В народе гравилат называют «кукушкины слезы». Это здорово ему подходит. Особенно тому виду, который растет на сухих лужайках. Он, этот луговой гравилат, не так высок, как болотный, не так сочен и весь шоколадно-коричневый. Полураскрытый бутончик цветка всегда задумчиво смотрит в землю. Утром после теплой ночи с бледно-зеленых лепестков, выглядывающих из короны чашечки, капает роса. Это, наверно, и есть кукушкины слезы.
Из «плачущих» я знаю еще плакун-траву. Ее легко можно спутать с иван-чаем. И цвет такой же, малиново-красный, и строение такое же, пирамидкой, разве что стебель покороче да растет не густо. Но самое примечательное в этом цветке то, за что окрестили его плакуном. Подойдешь к нему на солнцевосходе и видишь, как медленно, капля за каплей, с кончиков его заостренных листьев падает вода — плачет.
А происходит это оттого, что он все норовит запастись влагой впрок. Напьется за ночь — и лишка окажется. Вот и «откачивает» воду обратно.

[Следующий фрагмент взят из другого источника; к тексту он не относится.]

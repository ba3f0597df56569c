//! Performance metrics — pure functions over a finished equity curve.
//!
//! Nothing here touches engine or portfolio state; calling any function twice
//! on the same input yields the same output.

use serde::{Deserialize, Serialize};

/// Bars per year for daily data.
pub const PERIODS_DAILY: f64 = 252.0;
/// Bars per year for hourly data (6.5 trading hours).
pub const PERIODS_HOURLY: f64 = 252.0 * 6.5;
/// Bars per year for minute data.
pub const PERIODS_MINUTELY: f64 = 252.0 * 6.5 * 60.0;

/// Below this a standard deviation is treated as zero.
const ZERO_STD: f64 = 1e-15;

/// Period-over-period fractional returns.
///
/// A non-positive previous value yields a 0.0 return for that step.
pub fn returns_from_equity(equity: &[f64]) -> Vec<f64> {
    equity
        .windows(2)
        .map(|w| if w[0] > 0.0 { (w[1] - w[0]) / w[0] } else { 0.0 })
        .collect()
}

/// Total return as a fraction: `final / initial - 1`.
pub fn total_return(initial: f64, final_equity: f64) -> f64 {
    if initial <= 0.0 {
        return 0.0;
    }
    final_equity / initial - 1.0
}

fn mean(values: &[f64]) -> f64 {
    values.iter().sum::<f64>() / values.len() as f64
}

/// Population standard deviation.
fn std_dev(values: &[f64]) -> f64 {
    let m = mean(values);
    let var = values.iter().map(|v| (v - m).powi(2)).sum::<f64>() / values.len() as f64;
    var.sqrt()
}

/// Annualized Sharpe ratio against a zero benchmark.
///
/// `sqrt(periods_per_year) * mean(returns) / std(returns)`, population std.
/// Returns `None` when the ratio is undefined: fewer than two returns or
/// zero variance.
pub fn sharpe_ratio(returns: &[f64], periods_per_year: f64) -> Option<f64> {
    if returns.len() < 2 {
        return None;
    }
    let std = std_dev(returns);
    if std < ZERO_STD {
        return None;
    }
    Some(periods_per_year.sqrt() * mean(returns) / std)
}

/// Drawdown analysis of an equity curve.
#[derive(Debug, Clone, Default, PartialEq, Serialize, Deserialize)]
pub struct Drawdown {
    /// Running maximum of equity.
    pub high_water_mark: Vec<f64>,
    /// `hwm[t] - equity[t]`, in currency units.
    pub drawdown: Vec<f64>,
    /// Consecutive points spent below the high-water mark.
    pub duration: Vec<usize>,
    pub max_drawdown: f64,
    pub max_duration: usize,
}

/// Peak-to-trough drawdown series, its maximum and the longest underwater stretch.
///
/// Empty input yields empty series and zeros.
pub fn drawdown_series(equity: &[f64]) -> Drawdown {
    let mut out = Drawdown {
        high_water_mark: Vec::with_capacity(equity.len()),
        drawdown: Vec::with_capacity(equity.len()),
        duration: Vec::with_capacity(equity.len()),
        max_drawdown: 0.0,
        max_duration: 0,
    };

    let mut hwm = f64::NEG_INFINITY;
    let mut duration = 0usize;
    for &eq in equity {
        hwm = hwm.max(eq);
        let dd = hwm - eq;
        duration = if dd == 0.0 { 0 } else { duration + 1 };

        out.max_drawdown = out.max_drawdown.max(dd);
        out.max_duration = out.max_duration.max(duration);
        out.high_water_mark.push(hwm);
        out.drawdown.push(dd);
        out.duration.push(duration);
    }
    out
}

У любителей цветов бывают и настоящие находки. Я имею в виду редкие в наших краях цветы. Например, стародуб. Встречал я его всего дважды, и оба раза на Северном Урале, в таежной глухомани. Цветет он ярко-желтым, с красноватым отливом цветом, многолепестковый и отдаленно похож на астру. Только сердечник у него открытый, выпуклый и твердый, как лимонная корка.
Стародуб так сильно пахнет, что от куста — растут они от одного корня по нескольку штук вместе — запах распространяется на десятки метров. Пахнет не столько сам цветок, сколько его мелкая, густая, как мох, листва. И не то чтобы приятно, а так, что ни с чем не сравнишь. Тут все смешалось — и дух весеннего кедра, и аромат лесных ягод, и свежесть вызревших трав. Я привозил домой стародубы, и запах от них, уже высохших, долго стоял в комнате и напоминал о тайге.
Позднее я допытывался у ботаников, к какому роду-племени относятся стародубы, и мне сказали, что к горицветам. Так ли это — им больше знать, но для меня они были находкой, радостной редкостью.